Four ships captured after illegal fishing in Thailand. Yuli Seperi/Demotix. All rights reserved.

Las investigaciones de este verano en The Guardian sobre la «esclavitud» y la «trata de personas» en la industria pesquera de Tailandia pusieron de nuevo el foco de atención en las brutales condiciones laborales a las que se enfrentan muchas de las personas en la parte inferior de la escala económica mundial. The Guardian sacó a la luz que las trabajadoras y trabajadores migrantes de todo el sudeste asiático son engañados y coaccionados con frecuencia para aceptar contratos que los explotan gravemente, que enfrentan peligros cotidianos en el mar; y que, además, se les impide escapar mediante la violencia o la amenaza de ejercerla.

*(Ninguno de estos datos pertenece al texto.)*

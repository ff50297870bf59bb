//! Error types for the dashboard.
//!
//! Every failure here ends up as a banner in the UI, so the `Display`
//! text is what the user reads in the log and (for some) on screen.

use thiserror::Error;

/// A `POST /filter` round trip that did not end in `{"status":"success"}`.
#[derive(Error, Debug)]
pub enum ScanError {
    #[error("HTTP error! status: {0}")]
    Status(u16),

    /// The server answered but rejected the scan. Carries its message verbatim.
    #[error("{0}")]
    Rejected(String),

    #[error("request failed: {0}")]
    Request(String),

    #[error("invalid response body: {0}")]
    Body(String),
}

impl From<reqwest::Error> for ScanError {
    fn from(err: reqwest::Error) -> Self {
        if err.is_decode() {
            ScanError::Body(err.to_string())
        } else {
            ScanError::Request(err.to_string())
        }
    }
}

/// Reading an uploaded coin list failed before any parsing happened.
#[derive(Error, Debug)]
pub enum ImportError {
    #[error("could not read {name}: {reason}")]
    Unreadable { name: String, reason: String },

    #[error("{0} is not valid UTF-8 text")]
    NotText(String),
}

#[derive(Error, Debug, Clone, PartialEq)]
pub enum TransportError {
    #[error("no open realtime session")]
    NotConnected,

    #[error("emit failed: {0}")]
    Emit(String),
}

/// A realtime event whose name or payload we do not understand.
#[derive(Error, Debug)]
pub enum ProtocolError {
    #[error("unknown event '{0}'")]
    UnknownEvent(String),

    #[error("bad payload for '{event}': {source}")]
    Payload {
        event: String,
        #[source]
        source: serde_json::Error,
    },
}
//! Realtime session lifecycle: one session at a time, bounded reconnects with
//! capped exponential backoff, and a handshake deadline.
//!
//! Transports are configured without their own reconnection; every retry
//! decision is made here so both targets behave the same.

use {
    crate::{
        config::{DF, ReconnectPolicy, SERVER},
        data::{
            protocol::OutboundCommand,
            transport::{EventSink, RealtimeTransport, SessionId, TransportEvent, TransportEventKind},
        },
        error::TransportError,
        utils::{AppInstant, ms},
    },
    serde_json::Value,
    std::time::Duration,
};

/// Disconnect reason reported when a live session fails underneath us.
pub const TRANSPORT_ERROR_REASON: &str = "transport error";

#[derive(Debug, Clone, Copy, PartialEq)]
pub enum ConnectionPhase {
    /// Never connected, or torn down on purpose.
    Idle,
    Connecting {
        since: AppInstant,
        reconnecting: bool,
    },
    Connected,
    /// Backing off before the next attempt.
    Waiting { until: AppInstant },
    /// Retry budget exhausted. Only a manual connect leaves this state.
    Failed,
    /// The server closed the session deliberately; no automatic retry.
    ClosedByServer,
}

/// Lifecycle changes the dashboard reacts to.
#[derive(Debug, Clone, PartialEq)]
pub enum ConnectionNotice {
    Connected,
    Reconnected { attempt: u32 },
    Disconnected { reason: String, by_server: bool },
    ConnectError { attempt: u32, message: String },
    ReconnectError { attempt: u32, message: String },
    ReconnectFailed,
}

#[derive(Debug, Clone, PartialEq)]
pub enum Incoming {
    Notice(ConnectionNotice),
    Message { name: String, payload: Value },
}
//! Debugging feature flags.

#[allow(dead_code)]
pub struct LogFlags {
    /// Every raw realtime event as it leaves the transport.
    pub log_transport_events: bool,

    /// Session open/close, backoff scheduling and handshake timeouts.
    pub log_connection: bool,

    /// Outbound filter payloads (HTTP and realtime).
    pub log_scan_payloads: bool,

    /// Auto-scan lifecycle reconciliation.
    pub log_auto_scan: bool,

    pub log_results: bool,
}

pub const DF: LogFlags = LogFlags {
    log_connection: true,
    log_auto_scan: true,

    log_transport_events: false,
    log_scan_payloads: false,
    log_results: false,
};
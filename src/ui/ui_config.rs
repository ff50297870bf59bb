use eframe::egui::{Color32, CornerRadius, Frame, Margin, Stroke};

pub use crate::ui::ui_text::UI_TEXT;

/// UI Colors for consistent theming
#[derive(Clone, Copy, Default)]
pub struct UiColors {
    pub label: Color32,
    pub heading: Color32,
    pub subsection_heading: Color32,
    pub central_panel: Color32,
    pub side_panel: Color32,
    pub text_subdued: Color32,
    pub active: Color32,
    pub inactive: Color32,
    pub stop: Color32,
    pub info: Color32,
    pub success: Color32,
    pub warning: Color32,
    pub error: Color32,
    pub console_bg: Color32,
    pub console_text: Color32,
}

/// Main UI configuration struct that holds all UI-related settings
#[derive(Default, Clone, Copy)]
pub struct UiConfig {
    pub colors: UiColors,
    pub left_panel_width: f32,
    pub console_height: f32,
    pub table_height: f32,
}

/// Global UI configuration instance
pub static UI_CONFIG: UiConfig = UiConfig {
    colors: UiColors {
        label: Color32::GRAY,
        heading: Color32::YELLOW,
        subsection_heading: Color32::ORANGE,
        central_panel: Color32::from_rgb(30, 30, 34),
        side_panel: Color32::from_rgb(25, 25, 25),
        text_subdued: Color32::from_rgb(120, 120, 120),
        active: Color32::from_rgb(76, 175, 80),
        inactive: Color32::from_rgb(90, 90, 90),
        stop: Color32::from_rgb(255, 77, 77),
        info: Color32::from_rgb(33, 150, 243),
        success: Color32::from_rgb(76, 175, 80),
        warning: Color32::from_rgb(255, 152, 0),
        error: Color32::from_rgb(244, 67, 54),
        console_bg: Color32::from_rgb(12, 12, 12),
        console_text: Color32::from_rgb(0, 220, 120),
    },
    left_panel_width: 320.0,
    console_height: 220.0,
    table_height: 260.0,
};

impl UiConfig {
    /// Frame for Left/Right panels (Standard padding)
    pub fn side_panel_frame(&self) -> Frame {
        Frame {
            fill: self.colors.side_panel,
            stroke: Stroke::NONE,
            inner_margin: Margin::same(8),
            ..Default::default()
        }
    }

    pub fn top_panel_frame(&self) -> Frame {
        Frame {
            fill: self.colors.side_panel,
            stroke: Stroke::NONE,
            inner_margin: Margin::same(8),
            ..Default::default()
        }
    }

    /// Frame for Bottom Status bar (Tighter vertical padding)
    pub fn bottom_panel_frame(&self) -> Frame {
        Frame {
            fill: self.colors.side_panel,
            stroke: Stroke::NONE,
            inner_margin: Margin::symmetric(8, 4),
            ..Default::default()
        }
    }

    pub fn central_panel_frame(&self) -> Frame {
        Frame {
            fill: self.colors.central_panel,
            stroke: Stroke::NONE,
            inner_margin: Margin::same(8),
            ..Default::default()
        }
    }

    pub fn console_frame(&self) -> Frame {
        Frame {
            fill: self.colors.console_bg,
            stroke: Stroke::new(1.0, self.colors.inactive),
            inner_margin: Margin::same(6),
            corner_radius: CornerRadius::same(4),
            ..Default::default()
        }
    }

    /// Coloured strip for transient messages.
    pub fn banner_frame(&self, color: Color32) -> Frame {
        Frame {
            fill: color.linear_multiply(0.25),
            stroke: Stroke::new(1.0, color),
            inner_margin: Margin::symmetric(10, 6),
            corner_radius: CornerRadius::same(4),
            ..Default::default()
        }
    }
}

El análisis de The Guardian se centró sobre todo, en la relación entre las condiciones de trabajo en la parte inferior de la cadena de producción y las corporaciones multinacionales en la parte superior. Las gambas pescadas por estos trabajadores acaban en las baldas de grandes cadenas multinacionales de distribución en Occidente como Wal-Mart, Tesco y Carrefour. Estas empresas son conscientes de las condiciones de trabajo en las que se producen los bienes que venden y, a pesar de su predecible respuesta a estas revelaciones, está claro que el monitoreo de su cadena de producción es, cuando menos, poco efectivo.